At Balkh Airfield in the Mazar-e-Sharif region of northern Afghanistan, Taliban fighters take pictures of a Russian-made MI-17 helicopter.

Top Taliban officials are on board. Sitting in the cockpit is his former enemy: the old Afghan Air Force pilot.

Maulvi Abdullah Mansoor, the Taliban commander in charge of the airfield, showed me around the fleet he now controls. This includes attack helicopters and fighter jets donated by the international forces to the previous government.

Under the old government, planes were often used to target groups. It is not clear how they will be used now that the war is over. “They are here if we ever need them in the future,” Mansoor said.

A girl at a second-hand market in Mazar-e-Sharif, Afghanistan, has been forced to sell her wares to some Afghans so that they can meet their needs.

When the Taliban advanced across Afghanistan before the August victory, dozens of pilots fled the country in fear of their lives. But others continued and now work under the leadership of the Taliban, reassured, with the assurance of a general amnesty.

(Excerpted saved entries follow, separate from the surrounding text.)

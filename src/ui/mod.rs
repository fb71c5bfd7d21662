// UI module for rendering the TUI.
// Lays out the header, the grid of widget panels, the status bar, and the
// input line / help overlay.

mod panel;

use chrono::Local;
use ratatui::{prelude::*, widgets::*};

use crate::app::{App, InputMode};
use crate::settings::{Theme, WidgetKind};
use crate::widgets::calendar;

/// Colors derived from the active theme.
pub struct Palette {
    pub text: Color,
    pub muted: Color,
    pub border: Color,
    pub accent: Color,
}

impl Palette {
    pub fn for_theme(theme: Theme) -> Self {
        if theme.is_dark() {
            Self {
                text: Color::White,
                muted: Color::DarkGray,
                border: Color::DarkGray,
                accent: Color::Cyan,
            }
        } else {
            Self {
                text: Color::Black,
                muted: Color::Gray,
                border: Color::Gray,
                accent: Color::Blue,
            }
        }
    }
}

/// Panels per grid row.
const COLUMNS: usize = 3;

/// Main draw function that renders the entire UI.
pub fn draw(frame: &mut Frame, app: &mut App) {
    let palette = Palette::for_theme(app.settings.theme);
    let has_input = app.input_mode != InputMode::Normal;

    let mut constraints = vec![
        Constraint::Length(2), // Header: clock + date
        Constraint::Min(1),    // Widget grid
    ];
    if has_input {
        constraints.push(Constraint::Length(1));
    }
    constraints.push(Constraint::Length(1)); // Status bar

    let chunks = Layout::default()
        .direction(Direction::Vertical)
        .constraints(constraints)
        .split(frame.area());

    draw_header(frame, app, &palette, chunks[0]);
    draw_grid(frame, app, &palette, chunks[1]);
    if has_input {
        draw_input_line(frame, app, chunks[2]);
    }
    draw_status_bar(frame, app, &palette, chunks[chunks.len() - 1]);

    if app.show_help {
        draw_help_overlay(frame);
    }
}

/// Clock and date on the left, app title and theme on the right.
fn draw_header(frame: &mut Frame, app: &App, palette: &Palette, area: Rect) {
    let chunks = Layout::default()
        .direction(Direction::Horizontal)
        .constraints([Constraint::Min(1), Constraint::Length(24)])
        .split(area);

    let now = Local::now();
    let clock_line = Line::from(vec![
        Span::styled(
            app.clock.time_line(now),
            Style::default()
                .fg(palette.accent)
                .add_modifier(Modifier::BOLD),
        ),
        Span::raw("  "),
        Span::styled(app.clock.date_line(now), Style::default().fg(palette.text)),
    ]);
    frame.render_widget(Paragraph::new(clock_line), chunks[0]);

    let right = Line::from(vec![
        Span::styled("startdeck", Style::default().fg(palette.accent)),
        Span::styled(
            format!(" · {}", app.settings.theme.label()),
            Style::default().fg(palette.muted),
        ),
    ]);
    frame.render_widget(
        Paragraph::new(right).alignment(Alignment::Right),
        chunks[1],
    );
}

/// Visible widgets packed into rows of three.
fn draw_grid(frame: &mut Frame, app: &mut App, palette: &Palette, area: Rect) {
    let visible = app.visible.clone();
    if visible.is_empty() {
        let text = Paragraph::new("All widgets hidden. Press X to restore.")
            .alignment(Alignment::Center)
            .style(Style::default().fg(palette.muted));
        frame.render_widget(text, area);
        return;
    }

    let row_count = visible.len().div_ceil(COLUMNS);
    let rows = Layout::default()
        .direction(Direction::Vertical)
        .constraints(vec![Constraint::Ratio(1, row_count as u32); row_count])
        .split(area);

    for (row_index, row_widgets) in visible.chunks(COLUMNS).enumerate() {
        let columns = Layout::default()
            .direction(Direction::Horizontal)
            .constraints(vec![
                Constraint::Ratio(1, row_widgets.len() as u32);
                row_widgets.len()
            ])
            .split(rows[row_index]);
        for (col_index, widget) in row_widgets.iter().enumerate() {
            let focused = app.focused() == Some(*widget);
            draw_widget(frame, app, *widget, focused, palette, columns[col_index]);
        }
    }
}

fn draw_widget(
    frame: &mut Frame,
    app: &mut App,
    widget: WidgetKind,
    focused: bool,
    palette: &Palette,
    area: Rect,
) {
    match widget {
        WidgetKind::Weather => {
            let title = format!(
                "Weather ({}, {})",
                if app.weather.params.city.is_empty() {
                    "auto"
                } else {
                    app.weather.params.city.as_str()
                },
                app.weather.params.unit.symbol()
            );
            panel::draw_refresh_panel(
                frame,
                &title,
                &app.weather.slot.view,
                focused,
                palette,
                area,
            );
        }
        WidgetKind::Calendar => {
            let grid = calendar::month_grid(Local::now().date_naive());
            panel::draw_text_panel(frame, "Calendar", &grid, focused, palette, area);
        }
        WidgetKind::Todos => {
            let items: Vec<ListItem> = app
                .todos
                .todos
                .iter()
                .map(|todo| {
                    let marker = if todo.done { "[x]" } else { "[ ]" };
                    let style = if todo.done {
                        Style::default()
                            .fg(palette.muted)
                            .add_modifier(Modifier::CROSSED_OUT)
                    } else {
                        Style::default().fg(palette.text)
                    };
                    ListItem::new(Line::styled(format!("{} {}", marker, todo.text), style))
                })
                .collect();
            panel::draw_list_panel(
                frame,
                "To-Do",
                items,
                &mut app.todos.list_state,
                "No tasks.",
                focused,
                palette,
                area,
            );
        }
        WidgetKind::News => {
            let title = format!("News ({})", app.news.selected_name());
            panel::draw_refresh_panel(frame, &title, &app.news.slot.view, focused, palette, area);
        }
        WidgetKind::Quote => {
            panel::draw_refresh_panel(
                frame,
                "Quote",
                app.quote.view(),
                focused,
                palette,
                area,
            );
        }
        WidgetKind::Bookmarks => {
            let items: Vec<ListItem> = app
                .bookmarks
                .bookmarks
                .iter()
                .map(|bookmark| {
                    ListItem::new(Line::from(vec![
                        Span::styled(
                            bookmark.title.clone(),
                            Style::default().fg(palette.text),
                        ),
                        Span::styled(
                            format!("  {}", bookmark.url),
                            Style::default().fg(palette.muted),
                        ),
                    ]))
                })
                .collect();
            panel::draw_list_panel(
                frame,
                "Bookmarks",
                items,
                &mut app.bookmarks.list_state,
                "No bookmarks.",
                focused,
                palette,
                area,
            );
        }
    }
}

fn draw_input_line(frame: &mut Frame, app: &App, area: Rect) {
    let line = Line::from(vec![
        Span::styled(app.input_mode.prompt(), Style::default().fg(Color::Yellow)),
        Span::raw(app.input_buffer.as_str()),
        Span::styled("█", Style::default().fg(Color::Yellow)),
    ]);
    let input = Paragraph::new(line).style(Style::default().bg(Color::DarkGray));
    frame.render_widget(input, area);
}

/// Key hints for the focused widget, with the toast on the right.
fn draw_status_bar(frame: &mut Frame, app: &App, palette: &Palette, area: Rect) {
    let hint_style = Style::default().fg(palette.muted);
    let mut hints = vec![
        Span::raw(" Tab "),
        Span::styled("Focus", hint_style),
        Span::raw("  r "),
        Span::styled("Refresh", hint_style),
    ];
    match app.focused() {
        Some(WidgetKind::Weather) => {
            hints.extend([
                Span::raw("  c "),
                Span::styled("City", hint_style),
                Span::raw("  u "),
                Span::styled("°C/°F", hint_style),
            ]);
        }
        Some(WidgetKind::News) => {
            hints.extend([
                Span::raw("  [/] "),
                Span::styled("Feed", hint_style),
                Span::raw("  a "),
                Span::styled("Add", hint_style),
            ]);
        }
        Some(WidgetKind::Todos) => {
            hints.extend([
                Span::raw("  a "),
                Span::styled("Add", hint_style),
                Span::raw("  ␣ "),
                Span::styled("Done", hint_style),
                Span::raw("  d "),
                Span::styled("Delete", hint_style),
            ]);
        }
        Some(WidgetKind::Bookmarks) => {
            hints.extend([
                Span::raw("  a "),
                Span::styled("Add", hint_style),
                Span::raw("  d "),
                Span::styled("Delete", hint_style),
            ]);
        }
        Some(WidgetKind::Quote) => {
            hints.extend([Span::raw("  n "), Span::styled("Next", hint_style)]);
        }
        _ => {}
    }
    hints.extend([
        Span::raw("  ? "),
        Span::styled("Help", hint_style),
        Span::raw("  q "),
        Span::styled("Quit", hint_style),
    ]);

    let toast_width = app
        .toast
        .as_ref()
        .map(|(message, _)| message.chars().count() as u16 + 2)
        .unwrap_or(0);
    let chunks = Layout::default()
        .direction(Direction::Horizontal)
        .constraints([Constraint::Min(1), Constraint::Length(toast_width)])
        .split(area);
    frame.render_widget(Paragraph::new(Line::from(hints)), chunks[0]);

    if let Some((message, _)) = &app.toast {
        let toast = Span::styled(
            format!("{} ", message),
            Style::default()
                .fg(Color::Green)
                .add_modifier(Modifier::BOLD),
        );
        frame.render_widget(
            Paragraph::new(Line::from(toast)).alignment(Alignment::Right),
            chunks[1],
        );
    }
}

/// Draw the help overlay.
fn draw_help_overlay(frame: &mut Frame) {
    let area = frame.area();

    let popup_width = 52;
    let popup_height = 20;
    let popup_x = (area.width.saturating_sub(popup_width)) / 2;
    let popup_y = (area.height.saturating_sub(popup_height)) / 2;
    let popup_area = Rect::new(popup_x, popup_y, popup_width, popup_height);

    frame.render_widget(Clear, popup_area);

    let entry = |key: &'static str, action: &'static str| {
        Line::from(vec![
            Span::styled(format!("  {:<12}", key), Style::default().fg(Color::Cyan)),
            Span::raw(action),
        ])
    };
    let help_text = vec![
        Line::from(Span::styled(
            "Keyboard Shortcuts",
            Style::default().add_modifier(Modifier::BOLD),
        )),
        Line::from(""),
        entry("Tab", "Cycle widget focus"),
        entry("r", "Refresh / retry focused widget"),
        entry("c", "Set weather city (blank = auto)"),
        entry("u", "Toggle °C/°F"),
        entry("[/]", "Previous / next news feed"),
        entry("a", "Add (task, feed, bookmark)"),
        entry("Space", "Toggle task done"),
        entry("d / z", "Delete / undo delete"),
        entry("J/K", "Reorder list item"),
        entry("n", "Next quote"),
        entry("m", "Cycle theme"),
        entry("2", "Toggle 12/24h clock"),
        entry("x / X", "Hide widget / restore all"),
        entry("0", "Reset all settings"),
        entry("q", "Quit"),
        Line::from(""),
        Line::from(Span::styled(
            "Press Esc or ? to close",
            Style::default().fg(Color::DarkGray),
        )),
    ];

    let help = Paragraph::new(help_text).block(
        Block::default()
            .borders(Borders::ALL)
            .border_style(Style::default().fg(Color::Cyan))
            .title(" Help ")
            .title_style(
                Style::default()
                    .fg(Color::Cyan)
                    .add_modifier(Modifier::BOLD),
            ),
    );
    frame.render_widget(help, popup_area);
}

I ask Maulvi Mansoor how it feels now to work with the men he was fighting against. “We always knew in our hearts that we would conquer and liberate the country,” he said, “but we also knew that one morning we would work together because they are our compatriots.”

Sitting next to him is Gul Rehman, a helicopter pilot. He appears cautious in his responses, insisting that once he heard about the Taliban’s pardon, he was never afraid to return to work.

“It was inevitable that it would happen one day,” he says. “We never thought we could go our separate ways forever.”